Arrivi a un punto che non ne puoi più. La fame d’aria non ti abbandona giorno e notte.
Ti alzi al mattino dopo aver passato la notte a tossire e a espettorare con un gran mal di testa per i livelli di anidride carbonica troppo alti nel tuo corpo.
Inizi le terapie giornaliere che occupano la gran parte della giornata: pastiglie per bocca, aerosol antibiotici (a volte anche per endovena), fisioterapia, ossigenoterapia e respiratore, ma il loro beneficio non si sente più. Provi a fare un bel sospiro e nulla… Questi due polmoni sono rigidi, pieni d’infezione, non si espandono più.
“Vorrei strapparmeli” ecco cosa pensavo: “vorrei togliermi questi due blocchi che non mi permettono di fare più nulla”. Tutta la vita è in salita sempre col fiatone, anche ridere con i miei colleghi è diventato impossibile, perché non c’è più abbastanza fiato neppure per quello, e la risata si trasforma in una crisi di tosse.
Il trapianto di polmoni: l’unica possibilità.
Entri in lista dopo un iter di esami pesantissimo per le condizioni in cui ci si ritrova, e aspetti… Aspetti un momento che non sai se riuscirai a vivere visto le condizioni in cui sei, ma che desideri tanto per poter “forse” stare un po’ meglio.
È tutta un incognita, ma c’è una cosa certa, che mi tortura e mi fa scoppiare la testa: sto aspettando che qualcuno se ne vada e mi doni una parte di se per continuare a vivere. Questo pensiero non mi abbandona mai e ridimensiona la gran voglia di essere trapiantata che ho.
…Ed ecco che ti risvegli, intubata, non puoi chiedere, non puoi parlare, ma senti che hai già la forza di gestire il respiro nonostante il macchinario ti aiuti. Alzo le mani e le mie unghie prima viola/blu sono tornate rosa. “Molto bene” penso tra me, e così, nel giro di sole 24 ore, sono estubata, respiro da sola e sono già in piedi: a dir poco fantastico.
Ma un’affermazione mi viene spontanea quando vedo il mio papà… “non mi sento più io”. Preoccupato si rivolge al rianimatore chiedendo informazioni e gli viene detto che è un affermazione fatta da tanti trapiantati.
Da allora sono passati 13 anni… 13 anni di me e lui/lei (chissà?).
Sono riuscita a togliermi quelle due spugne che non sopportavo più e passati i primi giorni in cui avevo dei forti crolli emotivi, perché sapevo che c’era qualcuno che soffriva per la perdita di una persona cara, ho iniziato a riprendere in mano la mia vita col mio donatore, a pensare che non ero mai sola che lui/lei erano in me e che ogni tanto fanno sentire la loro presenza.
La definiscono memoria cellulare, ossia un bagaglio emotivo, mentale, caratteriale della persona a cui apparteneva l’organo.
Qualche mese dopo il trapianto mi ritrovai non solo ad ascoltare, ma anche a canticchiare le canzoni di un artista italiano da me sempre disprezzato, addirittura schifato.
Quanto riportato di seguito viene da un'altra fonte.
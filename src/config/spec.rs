//! Environment configuration types for the synthesizer.
//!
//! This module defines the structs that map to one entry of the
//! `edgestack.context.yaml` file. An [`EnvironmentConfig`] fully describes the
//! desired distribution, firewall and logging setup for one deployment target
//! and is immutable for the duration of a synthesis pass.

use serde::{Deserialize, Serialize};

/// Configuration record for a single deployment environment.
#[derive(Debug, Clone, Serialize, Deserialize, PartialEq, Eq)]
pub struct EnvironmentConfig {
    /// Base name used to derive resource names (cache policy, WebACL, metrics).
    pub resource_name: String,
    /// Alternate domain names (CNAMEs) for the distribution.
    #[serde(default)]
    pub alternate_domain_names: Vec<String>,
    /// ACM certificate ARN for the alternate domain names.
    #[serde(default)]
    pub certificate_arn: Option<String>,
    /// Domain name of the network origin the distribution fronts.
    pub origin_domain: String,
    /// Per-path behavior settings.
    #[serde(default)]
    pub behaviors: Vec<BehaviorSetting>,
    /// ARN of an IP set whose addresses bypass the managed firewall rules.
    #[serde(default)]
    pub allow_list_arn: Option<String>,
    /// Names of AWS managed rule groups to evaluate, in priority order.
    #[serde(default)]
    pub managed_rules: Vec<String>,
    /// Name of the bucket receiving distribution access logs.
    pub log_bucket: String,
    /// Key prefix for access log objects.
    #[serde(default)]
    pub log_file_prefix: String,
    /// Whether log resources are deleted when the stack is torn down.
    #[serde(default)]
    pub log_removal: bool,
    /// Human-readable description attached to the distribution.
    #[serde(default)]
    pub description: String,
    /// Name of the content bucket for the S3-origin stack.
    ///
    /// Defaults to `{resource_name}-content` when not set.
    #[serde(default)]
    pub content_bucket: Option<String>,
}

/// A single per-path behavior setting.
#[derive(Debug, Clone, Serialize, Deserialize, PartialEq, Eq)]
pub struct BehaviorSetting {
    /// URL path pattern the behavior applies to (e.g. `/images/*`).
    ///
    /// An empty pattern selects the no-cache policy for that behavior.
    #[serde(default)]
    pub path_pattern: String,
}

impl EnvironmentConfig {
    /// Returns the derived cache policy name for a stack identifier.
    #[must_use]
    pub fn cache_policy_name(stack_name: &str) -> String {
        format!("{stack_name}CachePolicy")
    }

    /// Returns the derived WebACL name.
    #[must_use]
    pub fn web_acl_name(&self) -> String {
        format!("{}-WebACL", self.resource_name)
    }

    /// Returns the derived WAF log group name.
    ///
    /// WAF requires CloudWatch destinations to carry the `aws-waf-logs-`
    /// prefix.
    #[must_use]
    pub fn waf_log_group_name(&self) -> String {
        format!("aws-waf-logs-{}", self.resource_name)
    }

    /// Returns the content bucket name, deriving one from the resource name
    /// when not explicitly configured.
    #[must_use]
    pub fn content_bucket_name(&self) -> String {
        self.content_bucket
            .clone()
            .unwrap_or_else(|| format!("{}-content", self.resource_name))
    }

    /// Returns true if both a certificate and at least one alternate domain
    /// name are configured. Only then does the distribution carry a custom
    /// domain; one without the other attaches neither.
    #[must_use]
    pub fn has_custom_domain(&self) -> bool {
        self.certificate_arn.as_ref().is_some_and(|arn| !arn.is_empty())
            && !self.alternate_domain_names.is_empty()
    }

    /// Returns the behavior path patterns.
    #[must_use]
    pub fn path_patterns(&self) -> Vec<&str> {
        self.behaviors.iter().map(|b| b.path_pattern.as_str()).collect()
    }
}

impl BehaviorSetting {
    /// Creates a behavior setting for a path pattern.
    #[must_use]
    pub fn new(path_pattern: impl Into<String>) -> Self {
        Self {
            path_pattern: path_pattern.into(),
        }
    }
}
//! Typed resource descriptors.
//!
//! Each struct here maps to one CloudFormation resource type and serializes to
//! the `Properties` block of that resource. The descriptors are purely
//! declarative: they carry no behavior beyond construction helpers, and any
//! cross-resource reference is expressed as an unresolved [`Token`] that only
//! the external provisioning step materializes.

use serde::ser::SerializeMap;
use serde::{Serialize, Serializer};

/// Well-known managed policy identifiers.
///
/// These are the fixed ids AWS publishes for its managed CloudFront policies;
/// referencing them by id avoids declaring local policy resources.
pub mod managed {
    /// Cache policy: `Managed-CachingDisabled`.
    pub const CACHE_POLICY_CACHING_DISABLED: &str = "4135ea2d-6df8-44a3-9df3-4b5a84be39ad";
    /// Origin request policy: `Managed-AllViewerAndCloudFrontHeaders-2022-06`.
    pub const ORIGIN_REQUEST_ALL_VIEWER_AND_CLOUDFRONT_2022: &str =
        "33f36d7e-f396-46d9-90e0-52428a34d9dc";
    /// Origin request policy: `Managed-CORS-S3Origin`.
    pub const ORIGIN_REQUEST_CORS_S3_ORIGIN: &str = "88a5eaf4-2fd4-4709-b370-b4c650ea3fcf";
    /// Response headers policy: `Managed-CORS-with-preflight`.
    pub const RESPONSE_HEADERS_CORS_WITH_PREFLIGHT: &str =
        "5cc3b908-e619-4b99-88e5-2cf8f83a159a";
    /// Response headers policy: `Managed-SimpleCORS`.
    pub const RESPONSE_HEADERS_CORS_ALLOW_ALL: &str = "60669652-455b-4ae9-85a4-c4c02393f86c";
}

/// A value that may reference another resource in the same stack.
///
/// Literals serialize as plain strings; references serialize as the `Ref` and
/// `Fn::GetAtt` intrinsics understood by the provisioning step.
#[derive(Debug, Clone, PartialEq, Eq)]
pub enum Token {
    /// A literal string value.
    Literal(String),
    /// A reference to another resource's default return value.
    Ref {
        /// Logical id of the referenced resource.
        logical_id: String,
    },
    /// A reference to an attribute of another resource.
    GetAtt {
        /// Logical id of the referenced resource.
        logical_id: String,
        /// Attribute name (e.g. `Arn`, `DomainName`).
        attribute: String,
    },
}

impl Token {
    /// Creates a literal token.
    #[must_use]
    pub fn literal(value: impl Into<String>) -> Self {
        Self::Literal(value.into())
    }

    /// Creates a `Ref` token.
    #[must_use]
    pub fn reference(logical_id: impl Into<String>) -> Self {
        Self::Ref {
            logical_id: logical_id.into(),
        }
    }

    /// Creates a `Fn::GetAtt` token.
    #[must_use]
    pub fn get_att(logical_id: impl Into<String>, attribute: impl Into<String>) -> Self {
        Self::GetAtt {
            logical_id: logical_id.into(),
            attribute: attribute.into(),
        }
    }
}

impl Serialize for Token {
    fn serialize<S: Serializer>(&self, serializer: S) -> Result<S::Ok, S::Error> {
        match self {
            Self::Literal(value) => serializer.serialize_str(value),
            Self::Ref { logical_id } => {
                let mut map = serializer.serialize_map(Some(1))?;
                map.serialize_entry("Ref", logical_id)?;
                map.end()
            }
            Self::GetAtt {
                logical_id,
                attribute,
            } => {
                let mut map = serializer.serialize_map(Some(1))?;
                map.serialize_entry("Fn::GetAtt", &[logical_id, attribute])?;
                map.end()
            }
        }
    }
}

/// A descriptor that maps to exactly one CloudFormation resource type.
pub trait CfnResource: Serialize {
    /// CloudFormation resource type identifier (e.g. `AWS::WAFv2::WebACL`).
    const TYPE: &'static str;
}

// ---------------------------------------------------------------------------
// WAFv2
// ---------------------------------------------------------------------------

/// A complete firewall policy descriptor.
#[derive(Debug, Clone, Serialize)]
#[serde(rename_all = "PascalCase")]
pub struct WebAcl {
    /// Policy name.
    pub name: String,
    /// Action taken when no rule matches.
    pub default_action: WafAction,
    /// Evaluation scope. Distribution-layer policies use `CLOUDFRONT`.
    pub scope: WafScope,
    /// CloudWatch visibility for the policy as a whole.
    pub visibility_config: VisibilityConfig,
    /// Ordered rule list. Priorities are unique; lower evaluates first.
    pub rules: Vec<WafRule>,
}

impl CfnResource for WebAcl {
    const TYPE: &'static str = "AWS::WAFv2::WebACL";
}

/// Firewall policy evaluation scope.
#[derive(Debug, Clone, Copy, Serialize, PartialEq, Eq)]
#[serde(rename_all = "SCREAMING_SNAKE_CASE")]
pub enum WafScope {
    /// Rules evaluated at the distribution layer.
    Cloudfront,
    /// Rules evaluated at a regional resource.
    Regional,
}

/// A terminal rule action.
#[derive(Debug, Clone, Copy, Serialize, PartialEq, Eq)]
pub enum WafAction {
    /// Allow the request.
    Allow {},
    /// Block the request.
    Block {},
}

/// An override action for rules that delegate to a rule group.
#[derive(Debug, Clone, Copy, Serialize, PartialEq, Eq)]
pub enum WafOverrideAction {
    /// Use the actions defined inside the rule group.
    None {},
    /// Count matches without acting on them.
    Count {},
}

/// A single firewall rule.
#[derive(Debug, Clone, Serialize)]
#[serde(rename_all = "PascalCase")]
pub struct WafRule {
    /// Rule name.
    pub name: String,
    /// Evaluation priority. Unique within the policy.
    pub priority: u32,
    /// Terminal action, for rules with their own statement.
    #[serde(skip_serializing_if = "Option::is_none")]
    pub action: Option<WafAction>,
    /// Override action, for rules delegating to a rule group.
    #[serde(skip_serializing_if = "Option::is_none")]
    pub override_action: Option<WafOverrideAction>,
    /// The rule's match statement.
    pub statement: RuleStatement,
    /// CloudWatch visibility for this rule.
    pub visibility_config: VisibilityConfig,
}

/// A rule match statement.
#[derive(Debug, Clone, Serialize)]
pub enum RuleStatement {
    /// Delegate evaluation entirely to a vendor-managed rule group.
    #[serde(rename = "ManagedRuleGroupStatement")]
    ManagedRuleGroup(ManagedRuleGroupStatement),
    /// Match requests originating from an IP set.
    #[serde(rename = "IPSetReferenceStatement")]
    IpSetReference(IpSetReferenceStatement),
}

/// Reference to a vendor-managed rule group.
#[derive(Debug, Clone, Serialize)]
#[serde(rename_all = "PascalCase")]
pub struct ManagedRuleGroupStatement {
    /// Rule group name (e.g. `AWSManagedRulesCommonRuleSet`).
    pub name: String,
    /// Rule group vendor.
    pub vendor_name: String,
}

/// Reference to an IP set.
#[derive(Debug, Clone, Serialize)]
#[serde(rename_all = "PascalCase")]
pub struct IpSetReferenceStatement {
    /// ARN of the IP set.
    pub arn: String,
}

/// CloudWatch visibility settings.
#[derive(Debug, Clone, Serialize)]
#[serde(rename_all = "PascalCase")]
pub struct VisibilityConfig {
    /// Whether CloudWatch metrics are emitted.
    pub cloud_watch_metrics_enabled: bool,
    /// Metric name.
    pub metric_name: String,
    /// Whether sampled requests are stored.
    pub sampled_requests_enabled: bool,
}

impl VisibilityConfig {
    /// Creates a visibility config with metrics and sampling enabled, using
    /// the conventional `{base}-Metrics` metric name.
    #[must_use]
    pub fn metrics(base: &str) -> Self {
        Self {
            cloud_watch_metrics_enabled: true,
            metric_name: format!("{base}-Metrics"),
            sampled_requests_enabled: true,
        }
    }
}

/// A firewall logging configuration wiring a policy to its log destination.
#[derive(Debug, Clone, Serialize)]
#[serde(rename_all = "PascalCase")]
pub struct WafLoggingConfiguration {
    /// ARN of the firewall policy being logged.
    pub resource_arn: Token,
    /// Log destinations. WAF accepts CloudWatch log group ARNs here.
    pub log_destination_configs: Vec<Token>,
}

impl CfnResource for WafLoggingConfiguration {
    const TYPE: &'static str = "AWS::WAFv2::LoggingConfiguration";
}

// ---------------------------------------------------------------------------
// CloudWatch Logs
// ---------------------------------------------------------------------------

/// Retention period of five years, in days.
pub const RETENTION_FIVE_YEARS: u32 = 1827;

/// A CloudWatch log group descriptor.
#[derive(Debug, Clone, Serialize)]
#[serde(rename_all = "PascalCase")]
pub struct LogGroup {
    /// Log group name.
    pub log_group_name: String,
    /// Retention period in days.
    pub retention_in_days: u32,
}

impl CfnResource for LogGroup {
    const TYPE: &'static str = "AWS::Logs::LogGroup";
}

// ---------------------------------------------------------------------------
// S3
// ---------------------------------------------------------------------------

/// An S3 bucket descriptor.
#[derive(Debug, Clone, Serialize)]
#[serde(rename_all = "PascalCase")]
pub struct Bucket {
    /// Bucket name.
    pub bucket_name: String,
    /// Canned access control.
    #[serde(skip_serializing_if = "Option::is_none")]
    pub access_control: Option<BucketAccessControl>,
    /// Public access block settings.
    #[serde(skip_serializing_if = "Option::is_none")]
    pub public_access_block_configuration: Option<PublicAccessBlockConfiguration>,
}

impl CfnResource for Bucket {
    const TYPE: &'static str = "AWS::S3::Bucket";
}

impl Bucket {
    /// Creates a log bucket that accepts log delivery writes.
    #[must_use]
    pub fn log_delivery(name: impl Into<String>) -> Self {
        Self {
            bucket_name: name.into(),
            access_control: Some(BucketAccessControl::LogDeliveryWrite),
            public_access_block_configuration: None,
        }
    }

    /// Creates a private content bucket with all public access blocked.
    #[must_use]
    pub fn private_content(name: impl Into<String>) -> Self {
        Self {
            bucket_name: name.into(),
            access_control: None,
            public_access_block_configuration: Some(PublicAccessBlockConfiguration::block_all()),
        }
    }
}

/// Canned bucket access control values.
#[derive(Debug, Clone, Copy, Serialize, PartialEq, Eq)]
pub enum BucketAccessControl {
    /// Grants the log delivery group write access.
    LogDeliveryWrite,
    /// Owner-only access.
    Private,
}

/// Public access block settings.
#[derive(Debug, Clone, Copy, Serialize, PartialEq, Eq)]
#[serde(rename_all = "PascalCase")]
pub struct PublicAccessBlockConfiguration {
    /// Block new public ACLs.
    pub block_public_acls: bool,
    /// Block new public bucket policies.
    pub block_public_policy: bool,
    /// Ignore existing public ACLs.
    pub ignore_public_acls: bool,
    /// Restrict access for buckets with public policies.
    pub restrict_public_buckets: bool,
}

impl PublicAccessBlockConfiguration {
    /// All four settings enabled.
    #[must_use]
    pub const fn block_all() -> Self {
        Self {
            block_public_acls: true,
            block_public_policy: true,
            ignore_public_acls: true,
            restrict_public_buckets: true,
        }
    }
}

// ---------------------------------------------------------------------------
// CloudFront
// ---------------------------------------------------------------------------

/// A cache policy descriptor.
#[derive(Debug, Clone, Serialize)]
#[serde(rename_all = "PascalCase")]
pub struct CachePolicy {
    /// The policy configuration.
    pub cache_policy_config: CachePolicyConfig,
}

impl CfnResource for CachePolicy {
    const TYPE: &'static str = "AWS::CloudFront::CachePolicy";
}

/// Cache policy settings.
#[derive(Debug, Clone, Serialize)]
#[serde(rename_all = "PascalCase")]
pub struct CachePolicyConfig {
    /// Policy name. Must be unique per account, so it is derived from the
    /// stack identifier.
    pub name: String,
    /// Default TTL in seconds.
    #[serde(rename = "DefaultTTL")]
    pub default_ttl: u64,
    /// Minimum TTL in seconds.
    #[serde(rename = "MinTTL")]
    pub min_ttl: u64,
    /// Maximum TTL in seconds.
    #[serde(rename = "MaxTTL")]
    pub max_ttl: u64,
    /// Cache key composition.
    pub parameters_in_cache_key_and_forwarded_to_origin: CacheKeyParameters,
}

/// Cache key composition settings.
#[derive(Debug, Clone, Serialize)]
#[serde(rename_all = "PascalCase")]
pub struct CacheKeyParameters {
    /// Cookie handling.
    pub cookies_config: CookiesConfig,
    /// Header handling.
    pub headers_config: HeadersConfig,
    /// Query string handling.
    pub query_strings_config: QueryStringsConfig,
    /// Whether Brotli-encoded objects are cached separately.
    pub enable_accept_encoding_brotli: bool,
    /// Whether gzip-encoded objects are cached separately.
    pub enable_accept_encoding_gzip: bool,
}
Col passare del tempo andai a diversi suoi concerti addirittura, non solo… Se prima del trapianto ero salita sulla torre Eiffel senza alcun problema ora non riesco più a sopportare il vuoto sotto di me.
L’esperienza del trapianto, per quanto sia dura, difficile e dolorosa è l’esperienza più bella che si possa vivere. Sei su un precipizio e grazie all’altruismo di qualcuno riesci a rivivere, anzi, nel mio caso, inizi a vivere un esistenza normale, che non hai mai conosciuto prima.
Il trapianto nei suoi momenti prima e dopo ti fa provare emozioni e sensazioni che diversamente non saresti mai riuscito ad immaginare, ti rende una persona “diversa” dalla generalità perché “tu non sei più tu… Tu sei molto di più”.